我想使用查询显示subtraction来自two不同行的两个值SQL。
This is the table structure:
这是表结构:
------------------------------------
id | name | sub1 | sub2 | date
------------------------------------
1 | ABC | 50 | 75 | 2014-11-07
2 | PQR | 60 | 80 | 2014-11-08
I want to subtract date 2014-11-08 subject marks from date 2014-11-07.
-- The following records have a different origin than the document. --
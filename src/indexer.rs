use anyhow::Result;
use serde::Serialize;
use std::time::Instant;
use tracing::{debug, info, warn};

use crate::config::Config;
use crate::coords::discover_artifacts;
use crate::extract::{ExtractOutcome, extract_artifact};
use crate::index::ClassIndex;
use crate::javadoc::harvest_artifact_classes;
use crate::jdk::harvest_jdk_classes;

#[derive(Debug, Clone, Copy)]
pub struct IndexOptions {
    pub include_jdk: bool,
}

impl Default for IndexOptions {
    fn default() -> Self {
        Self { include_jdk: true }
    }
}

#[derive(Debug, Default, Serialize)]
pub struct IndexSummary {
    pub repository_root: String,
    pub artifacts: usize,
    pub extracted: usize,
    pub already_extracted: usize,
    pub failed_artifacts: usize,
    pub malformed_paths: usize,
    pub jdk_classes: usize,
    pub jdk_error: Option<String>,
    pub artifact_classes: usize,
    pub inserted: usize,
    pub duration_ms: u64,
}

/// One full pass over the repository: discover, extract, harvest, store.
///
/// Per-artifact failures are logged and counted; only index I/O aborts the run.
pub fn run_index(config: &Config, index: &ClassIndex, options: IndexOptions) -> Result<IndexSummary> {
    let start = Instant::now();
    let mut summary = IndexSummary {
        repository_root: config.repository_root.to_string_lossy().to_string(),
        ..Default::default()
    };

    info!(repo = %config.repository_root.display(), "Indexing repository");
    let discovery = discover_artifacts(&config.repository_root)?;
    summary.artifacts = discovery.artifacts.len();
    summary.malformed_paths = discovery.malformed;

    let mut javadoc_artifacts = Vec::new();
    for coords in discovery.artifacts.iter() {
        match extract_artifact(coords, &config.output_root) {
            Ok(outcome) => {
                match &outcome {
                    ExtractOutcome::Extracted { dest, files } => {
                        debug!(dest = %dest.display(), files, "Extracted artifact");
                        summary.extracted += 1;
                    }
                    ExtractOutcome::AlreadyPresent { .. } => summary.already_extracted += 1,
                }
                if coords.is_javadoc() {
                    javadoc_artifacts.push(coords);
                }
            }
            Err(e) => {
                warn!(artifact = %coords.path.display(), error = %format!("{e:#}"), "Error extracting artifact");
                summary.failed_artifacts += 1;
            }
        }
    }

    if options.include_jdk {
        match harvest_jdk_classes(config) {
            Ok(records) => {
                summary.jdk_classes = records.len();
                summary.inserted += index.insert_classes(&records)?;
            }
            Err(e) => {
                warn!(error = %format!("{e:#}"), "Skipping JDK classes");
                summary.jdk_error = Some(format!("{e:#}"));
            }
        }
    }

    for coords in javadoc_artifacts {
        match harvest_artifact_classes(&config.output_root, coords) {
            Ok(records) => {
                summary.artifact_classes += records.len();
                summary.inserted += index.insert_classes(&records)?;
            }
            Err(e) => {
                warn!(artifact = %coords.gav(), error = %format!("{e:#}"), "Error parsing class index");
                summary.failed_artifacts += 1;
            }
        }
    }

    summary.duration_ms = start.elapsed().as_millis() as u64;
    info!(
        artifacts = summary.artifacts,
        inserted = summary.inserted,
        "Indexing complete"
    );
    Ok(summary)
}
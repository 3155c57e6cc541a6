//! # doc-finder
//!
//! Finds Java classes in a local Maven repository and the installed JDK, and
//! renders their javadoc as Markdown or shows their source in the terminal.
//!
//! ## Architecture
//!
//! - **coords**: Maven coordinates from repository paths, archive discovery
//! - **extract**: javadoc/sources archive extraction into the output root
//! - **links**: class links in javadoc HTML
//! - **javadoc**: class records from extracted javadoc class index pages
//! - **jdk**: Java version detection and JDK class records from the API docs
//! - **record**: class records and canonical keys
//! - **index**: persistent class index using LMDB (heed)
//! - **indexer**: the discover, extract, harvest, store pipeline
//! - **markdown**: javadoc class page to Markdown
//! - **view**: class lookup and rendering, with a cache for fetched JDK pages
//! - **select**: fzf selection and pager loop

pub mod cli;
pub mod config;
pub mod coords;
pub mod error;
pub mod extract;
pub mod index;
pub mod indexer;
pub mod javadoc;
pub mod jdk;
pub mod links;
pub mod markdown;
pub mod record;
pub mod select;
pub mod view;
我想从日期 2014-11-07 中减去日期 2014-11-08 的主题标记。
Output should be like as
输出应该像
| sub1 | sub2 |
---------------
| 10 | 5 |
回答by Gordon Linoff
You can use a join to get the rows and then subtract the values:
您可以使用连接来获取行,然后减去值:
SELECT(t2.sub1 - t1.sub1) AS sub1, (t2.sub2 - t1.sub2) AS sub2
FROM table t1 CROSS JOIN
table t2
WHERE t1.date = '2014-11-08' AND t2.id = '2014-11-07';
回答by Bruce Dunwiddie
I feel like you're leaving out an important part of your actual needs where you'll probably want to group by some specific field and return corresponding values, so the answer will be kind of limited. You can double reference the table like the example above, but it's usually much better if you can somehow only reference the table only once and remove the need for index lookups, bookmark lookups, etc. You can usually use simple aggregates or windowed aggregates to accomplish this.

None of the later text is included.